[Discuss] VirutalBox VMs on NVME?

Rich Pieri richard.pieri at gmail.com
Mon Oct 25 18:15:24 EDT 2021


On Mon, 25 Oct 2021 17:08:34 -0400
"Greg Rundlett (freephile)" <greg at freephile.com> wrote:

> Ubuntu workstation. Assuming that is possible, the idea is that I'd
> be able to plug the thing into my MacBook (having VirtualBox), and be
> able to use my Linux and Windows machines (as VMs in VirtualBox).
> 
> Is this possible? Any suggestions?

I used to do something similar with VirtualBox before switching to
Hyper-V (which IMO is vastly superior to VBox).

A few caveats:

First is that you wasted your money on that NVMe drive and enclosure.
Even though the most recent USB 3.2 revisions have the theoretical
throughput, I/O running through VirtualBox's stack and the host OS
will tank performance. This is not to say the VMs wouldn't be usable.
You simply won't get anywhere near the performance you paid for.

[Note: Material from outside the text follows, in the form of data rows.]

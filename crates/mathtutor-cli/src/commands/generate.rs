//! The `mathtutor generate` command.

use std::path::PathBuf;

use anyhow::Result;

pub async fn execute(config_path: Option<PathBuf>, prompt: Option<String>, offline: bool) -> Result<()> {
    let (_, engine) = super::build_engine(config_path, offline).await?;
    let session = engine.generate_problem(prompt.as_deref()).await?;

    println!("Session: {}", session.id);
    println!();
    println!("{}", session.problem_text);
    println!();
    println!(
        "Answer with: mathtutor submit --session-id {} --answer <ANSWER>",
        session.id
    );
    Ok(())
}
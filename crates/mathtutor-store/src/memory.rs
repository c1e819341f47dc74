//! In-memory problem store.

use std::collections::HashMap;

use anyhow::{bail, Result};
use async_trait::async_trait;
use tokio::sync::RwLock;

use mathtutor_core::model::{ProblemSession, SessionId, Submission};
use mathtutor_core::traits::ProblemStore;

/// Process-local store. Contents are lost when it is dropped.
#[derive(Default)]
pub struct MemoryStore {
    sessions: RwLock<HashMap<SessionId, ProblemSession>>,
    submissions: RwLock<Vec<Submission>>,
}

impl MemoryStore {
    pub fn new() -> Self {
        Self::default()
    }

    pub async fn session_count(&self) -> usize {
        self.sessions.read().await.len()
    }
}

#[async_trait]
impl ProblemStore for MemoryStore {
    async fn insert_session(&self, session: &ProblemSession) -> Result<()> {
        let mut sessions = self.sessions.write().await;
        if sessions.contains_key(&session.id) {
            bail!("session {} already exists", session.id);
        }
        sessions.insert(session.id.clone(), session.clone());
        Ok(())
    }

    async fn fetch_session(&self, id: &SessionId) -> Result<Option<ProblemSession>> {
        Ok(self.sessions.read().await.get(id).cloned())
    }

    async fn insert_submission(&self, submission: &Submission) -> Result<()> {
        if !self
            .sessions
            .read()
            .await
            .contains_key(&submission.session_id)
        {
            bail!("no session {} for submission", submission.session_id);
        }
        self.submissions.write().await.push(submission.clone());
        Ok(())
    }

    async fn list_submissions(&self, id: &SessionId) -> Result<Vec<Submission>> {
        Ok(self
            .submissions
            .read()
            .await
            .iter()
            .filter(|s| &s.session_id == id)
            .cloned()
            .collect())
    }
}
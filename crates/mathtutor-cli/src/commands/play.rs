//! The `mathtutor play` command: an interactive practice loop.

use std::io::Write;
use std::path::PathBuf;

use anyhow::Result;
use tokio::io::{AsyncBufRead, AsyncBufReadExt, BufReader};

use mathtutor_core::engine::TutorEngine;
use mathtutor_core::lifecycle::{LifecycleEvent, LifecycleState};
use mathtutor_core::model::{AnswerSubmission, ProblemSession};

pub async fn execute(config_path: Option<PathBuf>, offline: bool) -> Result<()> {
    let (_, engine) = super::build_engine(config_path, offline).await?;
    let stdin = BufReader::new(tokio::io::stdin());
    run(&engine, stdin, std::io::stdout()).await
}

enum Next {
    NewProblem,
    Quit,
}

/// Drive one practice session over arbitrary input and output.
pub async fn run<R, W>(engine: &TutorEngine, input: R, mut out: W) -> Result<()>
where
    R: AsyncBufRead + Unpin,
    W: Write,
{
    let mut lines = input.lines();
    let mut state = LifecycleState::Idle;
    let mut solved = 0u32;

    writeln!(out, "Type an answer, 'n' for a new problem, or 'q' to quit.")?;

    loop {
        state = state.transition(LifecycleEvent::GenerateRequested)?;
        let session = match engine.generate_problem(None).await {
            Ok(session) => {
                state = state.transition(LifecycleEvent::ProblemReady)?;
                session
            }
            Err(e) => {
                state = state.transition(LifecycleEvent::GenerationFailed)?;
                writeln!(out, "Could not generate a problem: {e}")?;
                write!(out, "Press Enter to try again or 'q' to quit: ")?;
                out.flush()?;
                match lines.next_line().await? {
                    Some(line) if line.trim() != "q" => continue,
                    _ => break,
                }
            }
        };

        writeln!(out, "\n{}\n", session.problem_text)?;

        match answer_loop(engine, &session, &mut state, &mut lines, &mut out, &mut solved).await? {
            Next::NewProblem => continue,
            Next::Quit => break,
        }
    }

    writeln!(out, "Solved {solved} problem(s). Bye!")?;
    Ok(())
}

async fn answer_loop<R, W>(
    engine: &TutorEngine,
    session: &ProblemSession,
    state: &mut LifecycleState,
    lines: &mut tokio::io::Lines<R>,
    out: &mut W,
    solved: &mut u32,
) -> Result<Next>
where
    R: AsyncBufRead + Unpin,
    W: Write,
{
    loop {
        write!(out, "Your answer: ")?;
        out.flush()?;

        let Some(line) = lines.next_line().await? else {
            return Ok(Next::Quit);
        };
        let answer = line.trim();
        match answer {
            "" => continue,
            "q" => return Ok(Next::Quit),
            "n" => return Ok(Next::NewProblem),
            _ => {}
        }

        *state = state.transition(LifecycleEvent::AnswerSubmitted)?;
        let submission = AnswerSubmission {
            session_id: session.id.clone(),
            problem_text: session.problem_text.clone(),
            user_answer: answer.to_string(),
        };

        let outcome = match engine.submit_answer(&submission).await {
            Ok(outcome) => outcome,
            Err(e) => {
                *state = state.transition(LifecycleEvent::LookupFailed)?;
                writeln!(out, "{e}")?;
                return Ok(Next::NewProblem);
            }
        };

        *state = state.transition(LifecycleEvent::AnswerGraded)?;
        let event = if outcome.feedback_source.is_fallback() {
            LifecycleEvent::FeedbackFallback
        } else {
            LifecycleEvent::FeedbackReceived
        };
        *state = state.transition(event)?;

        let attempts = engine.history(&session.id).await.map(|h| h.len()).unwrap_or(0);
        if outcome.is_correct {
            *solved += 1;
            writeln!(out, "Correct! (attempt {attempts})")?;
        } else {
            writeln!(out, "Not quite. (attempt {attempts})")?;
        }
        writeln!(out, "{}", outcome.feedback_text)?;

        if outcome.is_correct {
            return Ok(Next::NewProblem);
        }
    }
}
//! The `mathtutor list-models` command.

use std::path::PathBuf;

use anyhow::Result;

use mathtutor_providers::create_provider;

pub fn execute(provider_filter: Option<String>, config_path: Option<PathBuf>) -> Result<()> {
    let config = mathtutor_providers::config::load_config_from(config_path.as_deref())?;

    let mut names: Vec<&String> = config.providers.keys().collect();
    names.sort();

    let mut found_any = false;
    for name in names {
        if provider_filter.as_ref().is_some_and(|filter| filter != name) {
            continue;
        }

        let provider = create_provider(name, &config.providers[name])?;
        let models = provider.available_models();

        if !models.is_empty() {
            found_any = true;
            println!("Provider: {name}");
            for model in &models {
                let marker = if model.id == config.default_model {
                    " (default)"
                } else {
                    ""
                };
                println!(
                    "  {} — {} ({}K context){marker}",
                    model.id,
                    model.name,
                    model.max_context / 1000,
                );
            }
            println!();
        }
    }

    if !found_any {
        println!("No providers configured. Run `mathtutor init` to create a config file.");
    }

    Ok(())
}
//! The `mathtutor serve` command.

use std::path::PathBuf;

use anyhow::Result;

pub async fn execute(config_path: Option<PathBuf>, bind: Option<String>, offline: bool) -> Result<()> {
    let (config, engine) = super::build_engine(config_path, offline).await?;
    let addr = bind.unwrap_or(config.bind_addr);
    mathtutor_server::serve(&addr, engine).await
}
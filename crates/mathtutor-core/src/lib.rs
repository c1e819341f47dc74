//! mathtutor-core — Problem lifecycle, response parsing, and grading.
//!
//! This crate defines the data model, the provider and store traits, and the
//! lifecycle controller that the rest of mathtutor builds on.

pub mod engine;
pub mod error;
pub mod grading;
pub mod lifecycle;
pub mod model;
pub mod parser;
pub mod prompts;
pub mod traits;
//! Google Gemini API provider implementation.

use std::time::Instant;

use async_trait::async_trait;
use serde::{Deserialize, Serialize};
use tracing::instrument;

use mathtutor_core::error::ProviderError;
use mathtutor_core::traits::{
    GenerateRequest, GenerateResponse, LlmProvider, ModelInfo, TokenUsage,
};

const DEFAULT_BASE_URL: &str = "https://generativelanguage.googleapis.com";
const DEFAULT_TIMEOUT_SECS: u64 = 120;

/// Gemini `generateContent` provider.
pub struct GeminiProvider {
    api_key: String,
    base_url: String,
    client: reqwest::Client,
}

impl GeminiProvider {
    pub fn new(api_key: &str, base_url: Option<String>) -> Self {
        let client = reqwest::Client::builder()
            .timeout(std::time::Duration::from_secs(DEFAULT_TIMEOUT_SECS))
            .build()
            .unwrap_or_else(|_| reqwest::Client::new());

        Self {
            api_key: api_key.to_string(),
            base_url: base_url.unwrap_or_else(|| DEFAULT_BASE_URL.to_string()),
            client,
        }
    }
}

#[derive(Serialize)]
#[serde(rename_all = "camelCase")]
struct GeminiRequest {
    contents: Vec<GeminiContent>,
    #[serde(skip_serializing_if = "Option::is_none")]
    system_instruction: Option<GeminiContent>,
    generation_config: GeminiGenerationConfig,
}

#[derive(Serialize, Deserialize)]
struct GeminiContent {
    #[serde(default, skip_serializing_if = "Option::is_none")]
    role: Option<String>,
    #[serde(default)]
    parts: Vec<GeminiPart>,
}

#[derive(Serialize, Deserialize)]
struct GeminiPart {
    #[serde(default)]
    text: String,
}

#[derive(Serialize)]
#[serde(rename_all = "camelCase")]
struct GeminiGenerationConfig {
    temperature: f64,
    max_output_tokens: u32,
}

#[derive(Deserialize)]
#[serde(rename_all = "camelCase")]
struct GeminiResponse {
    #[serde(default)]
    candidates: Vec<GeminiCandidate>,
    #[serde(default)]
    usage_metadata: GeminiUsage,
    #[serde(default)]
    model_version: Option<String>,
    #[serde(default)]
    prompt_feedback: Option<GeminiPromptFeedback>,
}

#[derive(Deserialize)]
struct GeminiCandidate {
    #[serde(default)]
    content: Option<GeminiContent>,
}

#[derive(Deserialize, Default)]
#[serde(rename_all = "camelCase")]
struct GeminiUsage {
    #[serde(default)]
    prompt_token_count: u32,
    #[serde(default)]
    candidates_token_count: u32,
    #[serde(default)]
    total_token_count: u32,
}

#[derive(Deserialize)]
#[serde(rename_all = "camelCase")]
struct GeminiPromptFeedback {
    #[serde(default)]
    block_reason: Option<String>,
}

#[derive(Deserialize)]
struct GeminiError {
    error: GeminiErrorBody,
}

#[derive(Deserialize)]
struct GeminiErrorBody {
    message: String,
}

#[async_trait]
impl LlmProvider for GeminiProvider {
    fn name(&self) -> &str {
        "gemini"
    }

    #[instrument(skip(self, request), fields(model = %request.model))]
    async fn generate(&self, request: &GenerateRequest) -> anyhow::Result<GenerateResponse> {
        let start = Instant::now();

        let body = GeminiRequest {
            contents: vec![GeminiContent {
                role: Some("user".to_string()),
                parts: vec![GeminiPart {
                    text: request.prompt.clone(),
                }],
            }],
            system_instruction: request.system_prompt.as_ref().map(|text| GeminiContent {
                role: None,
                parts: vec![GeminiPart { text: text.clone() }],
            }),
            generation_config: GeminiGenerationConfig {
                temperature: request.temperature,
                max_output_tokens: request.max_tokens,
            },
        };

        let response = self
            .client
            .post(format!(
                "{}/v1beta/models/{}:generateContent",
                self.base_url, request.model
            ))
            .header("x-goog-api-key", &self.api_key)
            .header("content-type", "application/json")
            .json(&body)
            .send()
            .await
            .map_err(|e| {
                if e.is_timeout() {
                    ProviderError::Timeout(DEFAULT_TIMEOUT_SECS)
                } else {
                    ProviderError::NetworkError(e.to_string())
                }
            })?;

        let status = response.status().as_u16();
        if status == 429 {
            let retry_after = response
                .headers()
                .get("retry-after")
                .and_then(|v| v.to_str().ok())
                .and_then(|v| v.parse::<u64>().ok())
                .unwrap_or(5)
                * 1000;
            return Err(ProviderError::RateLimited {
                retry_after_ms: retry_after,
            }
            .into());
        }
        if status == 401 || status == 403 {
            let body = response.text().await.unwrap_or_default();
            return Err(ProviderError::AuthenticationFailed(body).into());
        }
        if status == 404 {
            return Err(ProviderError::ModelNotFound(request.model.clone()).into());
        }
        if status >= 400 {
            let body = response.text().await.unwrap_or_default();
            let message = serde_json::from_str::<GeminiError>(&body)
                .map(|e| e.error.message)
                .unwrap_or(body);
            return Err(ProviderError::ApiError { status, message }.into());
        }

        let api_response: GeminiResponse =
            response.json().await.map_err(|e| ProviderError::ApiError {
                status: 0,
                message: format!("failed to parse response: {e}"),
            })?;

        let Some(content) = api_response
            .candidates
            .into_iter()
            .next()
            .and_then(|c| c.content)
        else {
            let reason = api_response
                .prompt_feedback
                .and_then(|f| f.block_reason)
                .unwrap_or_else(|| "unknown".to_string());
            return Err(ProviderError::ApiError {
                status,
                message: format!("no candidates returned (block reason: {reason})"),
            }
            .into());
        };

        let latency_ms = start.elapsed().as_millis() as u64;
        let text: String = content.parts.into_iter().map(|p| p.text).collect();
        let usage = api_response.usage_metadata;

        Ok(GenerateResponse {
            text,
            model: api_response
                .model_version
                .unwrap_or_else(|| request.model.clone()),
            token_usage: TokenUsage {
                prompt_tokens: usage.prompt_token_count,
                completion_tokens: usage.candidates_token_count,
                total_tokens: usage.total_token_count,
            },
            latency_ms,
        })
    }

    fn available_models(&self) -> Vec<ModelInfo> {
        vec![
            ModelInfo {
                id: "gemini-2.5-flash".into(),
                name: "Gemini 2.5 Flash".into(),
                provider: "gemini".into(),
                max_context: 1_048_576,
            },
            ModelInfo {
                id: "gemini-2.5-pro".into(),
                name: "Gemini 2.5 Pro".into(),
                provider: "gemini".into(),
                max_context: 1_048_576,
            },
            ModelInfo {
                id: "gemini-2.5-flash-lite".into(),
                name: "Gemini 2.5 Flash-Lite".into(),
                provider: "gemini".into(),
                max_context: 1_048_576,
            },
        ]
    }
}
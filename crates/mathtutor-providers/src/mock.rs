//! Mock provider for tests and offline runs.

use std::sync::atomic::{AtomicU32, AtomicUsize, Ordering};
use std::sync::Mutex;

use async_trait::async_trait;

use mathtutor_core::error::ProviderError;
use mathtutor_core::traits::{
    GenerateRequest, GenerateResponse, LlmProvider, ModelInfo, TokenUsage,
};

/// Problems handed out in rotation by [`MockProvider::tutor`].
const CANNED_PROBLEMS: &[&str] = &[
    r#"{"problem_text": "A shop sells pencils in packs of 12. Mrs Tan buys 7 packs. How many pencils does she buy?", "final_answer": 84}"#,
    r#"{"problem_text": "Ravi has 250 stickers. He gives 38 to his sister and 47 to his friend. How many stickers does he have left?", "final_answer": 165}"#,
    r#"{"problem_text": "A ribbon 3 m long is cut into pieces of 25 cm each. How many pieces are there?", "final_answer": 12}"#,
];

const CANNED_CORRECT_FEEDBACK: &str = r#"{"feedback_text": "Fantastic work! You nailed that problem and showed great problem-solving skills! Keep challenging yourself!"}"#;
const CANNED_INCORRECT_FEEDBACK: &str = r#"{"feedback_text": "That was a good try! Remember to check your multiplication/division steps, as your answer is close but not quite right. You can do this!"}"#;

/// A mock generation service.
///
/// Returns configurable responses based on prompt content matching; the
/// first rule whose key appears in the prompt wins.
pub struct MockProvider {
    /// Ordered prompt substring → response text rules.
    responses: Vec<(String, String)>,
    /// Default response if no rule matches.
    default_response: String,
    /// Responses cycled through, in place of the default, when no rule matches.
    rotation: Vec<String>,
    /// When set, every call fails with this error.
    failure: Option<ProviderError>,
    /// Number of calls made.
    call_count: AtomicU32,
    /// Position in `rotation`; only advanced by calls that fall through to it.
    next_rotation: AtomicUsize,
    /// Last request received.
    last_request: Mutex<Option<GenerateRequest>>,
}

impl MockProvider {
    /// Create a mock with the given prompt→response rules.
    pub fn new(responses: Vec<(String, String)>) -> Self {
        Self {
            responses,
            default_response: "{}".to_string(),
            rotation: Vec::new(),
            failure: None,
            call_count: AtomicU32::new(0),
            next_rotation: AtomicUsize::new(0),
            last_request: Mutex::new(None),
        }
    }

    /// Create a mock that always returns the same response.
    pub fn with_fixed_response(response: &str) -> Self {
        Self {
            default_response: response.to_string(),
            ..Self::new(Vec::new())
        }
    }

    /// Create a mock whose every call fails with `error`.
    pub fn failing(error: ProviderError) -> Self {
        Self {
            failure: Some(error),
            ..Self::new(Vec::new())
        }
    }

    /// Canned tutor: problems for problem prompts, cheerful or corrective
    /// feedback for feedback prompts.
    pub fn tutor() -> Self {
        Self {
            rotation: CANNED_PROBLEMS.iter().map(|p| p.to_string()).collect(),
            ..Self::new(vec![
                (
                    "correctly answered".to_string(),
                    CANNED_CORRECT_FEEDBACK.to_string(),
                ),
                (
                    "The correct answer is".to_string(),
                    CANNED_INCORRECT_FEEDBACK.to_string(),
                ),
            ])
        }
    }

    /// Get the number of calls made to this provider.
    pub fn call_count(&self) -> u32 {
        self.call_count.load(Ordering::Relaxed)
    }

    /// Get the last request made to this provider.
    pub fn last_request(&self) -> Option<GenerateRequest> {
        self.last_request
            .lock()
            .unwrap_or_else(|poisoned| poisoned.into_inner())
            .clone()
    }
}

#[async_trait]
impl LlmProvider for MockProvider {
    fn name(&self) -> &str {
        "mock"
    }

    async fn generate(&self, request: &GenerateRequest) -> anyhow::Result<GenerateResponse> {
        self.call_count.fetch_add(1, Ordering::Relaxed);
        *self
            .last_request
            .lock()
            .unwrap_or_else(|poisoned| poisoned.into_inner()) = Some(request.clone());

        if let Some(error) = &self.failure {
            return Err(error.clone().into());
        }

        let text = self
            .responses
            .iter()
            .find(|(key, _)| request.prompt.contains(key.as_str()))
            .map(|(_, v)| v.clone())
            .unwrap_or_else(|| {
                if self.rotation.is_empty() {
                    self.default_response.clone()
                } else {
                    let next = self.next_rotation.fetch_add(1, Ordering::Relaxed);
                    self.rotation[next % self.rotation.len()].clone()
                }
            });

        let prompt_tokens = (request.prompt.len() / 4) as u32; // Rough estimate
        let completion_tokens = (text.len() / 4) as u32;

        Ok(GenerateResponse {
            text,
            model: request.model.clone(),
            token_usage: TokenUsage {
                prompt_tokens,
                completion_tokens,
                total_tokens: prompt_tokens + completion_tokens,
            },
            latency_ms: 1,
        })
    }

    fn available_models(&self) -> Vec<ModelInfo> {
        vec![ModelInfo {
            id: "mock-model".into(),
            name: "Mock Model".into(),
            provider: "mock".into(),
            max_context: 100_000,
        }]
    }
}
//! Answer grading.
//!
//! User input is read the way a lenient float parser reads it (longest
//! numeric prefix, garbage becomes zero), rounded half-up to an integer, and
//! compared for exact equality with the stored answer. There is no tolerance
//! window: the rounding step is the only slack.

/// Parse a user-entered answer. Unparsable input yields `0.0`.
pub fn parse_user_answer(input: &str) -> f64 {
    match numeric_prefix(input.trim_start()) {
        Some(value) if value != 0.0 && !value.is_nan() => value,
        _ => 0.0,
    }
}

/// Longest prefix of `s` that reads as a decimal float.
fn numeric_prefix(s: &str) -> Option<f64> {
    let bytes = s.as_bytes();
    let mut pos = 0;

    let negative = match bytes.first() {
        Some(b'-') => {
            pos += 1;
            true
        }
        Some(b'+') => {
            pos += 1;
            false
        }
        _ => false,
    };

    if s[pos..].starts_with("Infinity") {
        return Some(if negative {
            f64::NEG_INFINITY
        } else {
            f64::INFINITY
        });
    }

    let int_start = pos;
    while pos < bytes.len() && bytes[pos].is_ascii_digit() {
        pos += 1;
    }
    let int_digits = &s[int_start..pos];

    let mut frac_digits = "";
    if pos < bytes.len() && bytes[pos] == b'.' {
        let frac_start = pos + 1;
        let mut end = frac_start;
        while end < bytes.len() && bytes[end].is_ascii_digit() {
            end += 1;
        }
        frac_digits = &s[frac_start..end];
        pos = end;
    }

    if int_digits.is_empty() && frac_digits.is_empty() {
        return None;
    }

    // The exponent only counts when at least one digit follows the marker.
    let mut exponent = "";
    if pos < bytes.len() && matches!(bytes[pos], b'e' | b'E') {
        let mut end = pos + 1;
        if end < bytes.len() && matches!(bytes[end], b'+' | b'-') {
            end += 1;
        }
        let digits_start = end;
        while end < bytes.len() && bytes[end].is_ascii_digit() {
            end += 1;
        }
        if end > digits_start {
            exponent = &s[pos + 1..end];
        }
    }

    let normalized = format!(
        "{}{}.{}e{}",
        if negative { "-" } else { "" },
        if int_digits.is_empty() { "0" } else { int_digits },
        if frac_digits.is_empty() { "0" } else { frac_digits },
        if exponent.is_empty() { "0" } else { exponent },
    );
    normalized.parse().ok()
}

/// Round to the nearest integer, halves toward positive infinity.
pub fn round_half_up(value: f64) -> f64 {
    if !value.is_finite() {
        return value;
    }
    let floor = value.floor();
    if value - floor >= 0.5 {
        floor + 1.0
    } else {
        floor
    }
}

/// A stored correct answer is usable only when it is a finite number.
pub fn resolve_correct_answer(stored: f64) -> Option<f64> {
    stored.is_finite().then_some(stored)
}

/// Whether `user_answer`, rounded, matches `correct_answer` exactly.
pub fn grade(user_answer: f64, correct_answer: f64) -> bool {
    correct_answer.is_finite() && round_half_up(user_answer) == correct_answer
}
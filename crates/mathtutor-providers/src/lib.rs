//! mathtutor-providers — generation service integrations.
//!
//! Implements the `LlmProvider` trait for Google Gemini and OpenAI-compatible
//! chat APIs, plus a mock used for tests and offline runs.

pub mod config;
pub mod gemini;
pub mod mock;
pub mod openai;

pub use config::{create_provider, load_config, MathtutorConfig, ProviderConfig};
pub use mathtutor_core::error::ProviderError;
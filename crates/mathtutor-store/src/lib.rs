//! mathtutor-store — persistence for problem sessions and submissions.
//!
//! Two `ProblemStore` backends: SQLite via sqlx for real deployments, and an
//! in-memory map for tests and throwaway runs.

pub mod memory;
pub mod sqlite;

use std::sync::Arc;

use mathtutor_core::traits::ProblemStore;

pub use memory::MemoryStore;
pub use sqlite::SqliteStore;

/// Open the store named by a connection URL.
///
/// `memory://` selects [`MemoryStore`]; anything else is handed to sqlx.
pub async fn open_store(url: &str) -> anyhow::Result<Arc<dyn ProblemStore>> {
    if url == "memory://" {
        return Ok(Arc::new(MemoryStore::new()));
    }
    Ok(Arc::new(SqliteStore::connect(url).await?))
}

#[cfg(test)]
mod tests {
    use super::*;
    use mathtutor_core::model::SessionId;

    #[tokio::test]
    async fn opens_both_backends() {
        for url in ["memory://", "sqlite::memory:"] {
            let store = open_store(url).await.unwrap();
            assert!(store
                .fetch_session(&SessionId::from("nothing"))
                .await
                .unwrap()
                .is_none());
        }
    }

    #[tokio::test]
    async fn bad_url_is_error() {
        assert!(open_store("postgres://nope").await.is_err());
    }
}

Second is that raw partitions is a pain. Different host OS, different
way to identify devices. Bite the bullet and just use an image file for
data. You lose almost nothing in terms of performance (the bottleneck
is the host OS and hypervisor, not the drive I/O) while gaining host
portability.

Third is that if you're on Apple Silicon then you are kind of SOL
because ARM64. Can't virtualize x86 on ARM. Currently no plans for
VirtualBox running on Apple Silicon. VMware Fusion is ARM64 VMs only;
no x86 at all. QEMU can emulate x86 but it's slow.